Last year the House of Commons' Environment, Food and Rural Affairs Committee (EFRAC) recommended that the charity's long-standing powers to bring routine prosecutions of owners on cruelty grounds should only be used in "exceptional" circumstances.

The move came in the wake of the first of a series of short inquiries on animal welfare over the course of this Parliament and followed a string of cases brought by the body, which has led to accusations that it “bullies” owners.

The initial report findings of the EFRAC said the RSPCA should pass on evidence to the independent Crown Prosecution Service (CPS), rather than bring cases to court itself.

Owners have long complained that the charity uses the “threat of prison and fines” to force them to hand over their pets – or even to have them put down.

In the UK, about one in two households lays claim to ownership of an estimated 21 million pets – with nine million dogs and eight million cats.

The Animal Welfare Act 2006 places a legal obligation on owners and keepers of animals to care for them properly.

However, a report published on Tuesday (February 7) concludes the RSPCA will be allowed to preserve its abilities to instigate prosecutions.

The Government cited two main reasons for its decision: the principle that everyone has a right to a private prosecution; and the public expense that would be incurred if animal welfare cases were handed to the CPS.

According to the RSPCA, it spends nearly £8 million a year on prosecutions, a cost which would fall to taxpayers if its powers were stripped away.
Committee chairman Neil Parish said he was "very disappointed" with the Government's decision.

The Conservative MP told The Daily Telegraph: "We wanted to move to a system where the Crown Prosecution Service is more involved as this would feel more independent.

"We have seen some evidence of cases where the RSPCA has taken animals from their owners and then later they can't be found. Now, we would welcome them setting up a truly independent committee to check what they are doing."

The Government said: "[We] do not consider, at this time, that the RSPCA should be made a specialist reporting authority.

"Instead we believe that the RSPCA should be given the opportunity to implement the recommendations of the Wooler Review and demonstrate its commitment to responding to the concerns that have been raised by the committee."

The Wooler Review, commissioned by the RSCPA in 2013, recommended a range of measures including the creation of an appeals process, as well as an independent audit committee to check lost cases and perform spot checks on successful ones.

The RSPCA has reportedly confirmed that these measures were finally in the process of being put in place.

Mr Parish also expressed frustration that the Government had ignored the committee's recommendations to increase the maximum sentence for animal abuse to five years, saying he felt the crime was being put on a par with computer theft which was "not good enough".

At present the maximum sentence for animal abuse crimes is six months, however defendants who plead guilty in court are granted an automatic 30 per cent reduction, reducing prison time to four months.

In a surprise move the Government used the report to signal its intention to prosecute people who deliberately over-breed pedigree dogs and knowingly put them at risk of being born sick or deformed.

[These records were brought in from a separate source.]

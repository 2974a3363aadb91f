use std::fmt;

/// Discrete grid position expressed in tile coordinates.
#[derive(Clone, Copy, Debug, PartialEq, Eq, PartialOrd, Ord, Hash)]
#[cfg_attr(feature = "serde", derive(serde::Serialize, serde::Deserialize))]
pub struct Position {
    pub x: i32,
    pub y: i32,
}

impl Position {
    pub const ORIGIN: Self = Self { x: 0, y: 0 };

    pub fn new(x: i32, y: i32) -> Self {
        Self { x, y }
    }
}

impl Default for Position {
    fn default() -> Self {
        Self::ORIGIN
    }
}

impl fmt::Display for Position {
    fn fmt(&self, f: &mut fmt::Formatter<'_>) -> fmt::Result {
        write!(f, "({}, {})", self.x, self.y)
    }
}

/// Map-space (pixel) coordinates, as used by the renderer and movement code.
#[derive(Clone, Copy, Debug, PartialEq, Eq, Hash, Default)]
#[cfg_attr(feature = "serde", derive(serde::Serialize, serde::Deserialize))]
pub struct MapPoint {
    pub x: i32,
    pub y: i32,
}

impl MapPoint {
    pub fn new(x: i32, y: i32) -> Self {
        Self { x, y }
    }
}

/// Direction an entity steps in after leaving a tile.
#[derive(
    Clone,
    Copy,
    Debug,
    PartialEq,
    Eq,
    Hash,
    strum::Display,
    strum::EnumString,
    strum::AsRefStr,
)]
#[cfg_attr(feature = "serde", derive(serde::Serialize, serde::Deserialize))]
#[strum(serialize_all = "snake_case", ascii_case_insensitive)]
pub enum CardinalDirection {
    Up,
    Down,
    Right,
    Left,
}

impl CardinalDirection {
    pub const ALL: [Self; 4] = [Self::Up, Self::Down, Self::Right, Self::Left];

    /// Maps an index in `[0, 4)` onto a direction; larger values wrap.
    pub fn from_index(index: u32) -> Self {
        Self::ALL[(index % 4) as usize]
    }
}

Under current rules people who breed dogs irresponsibly can not be prosecuted, as the law only relates to crimes committed against puppies which have already been born.

The report said: "We will explore the possibility of further protecting the progeny of dogs within the proposals to modernise the dog breeding regulations."

RSPCA chief executive Jeremy Cooper said he is "extremely pleased" that the Government is continuing to recognise the exceptional role carried out by the charity in investigating and prosecuting those accused of the worst cases of animal cruelty and neglect.

“We know that the public overwhelmingly wants us to undertake this role, and we welcome the support we have to carry out our prosecutions work from vets, local authorities and other animal welfare organisations,” he said.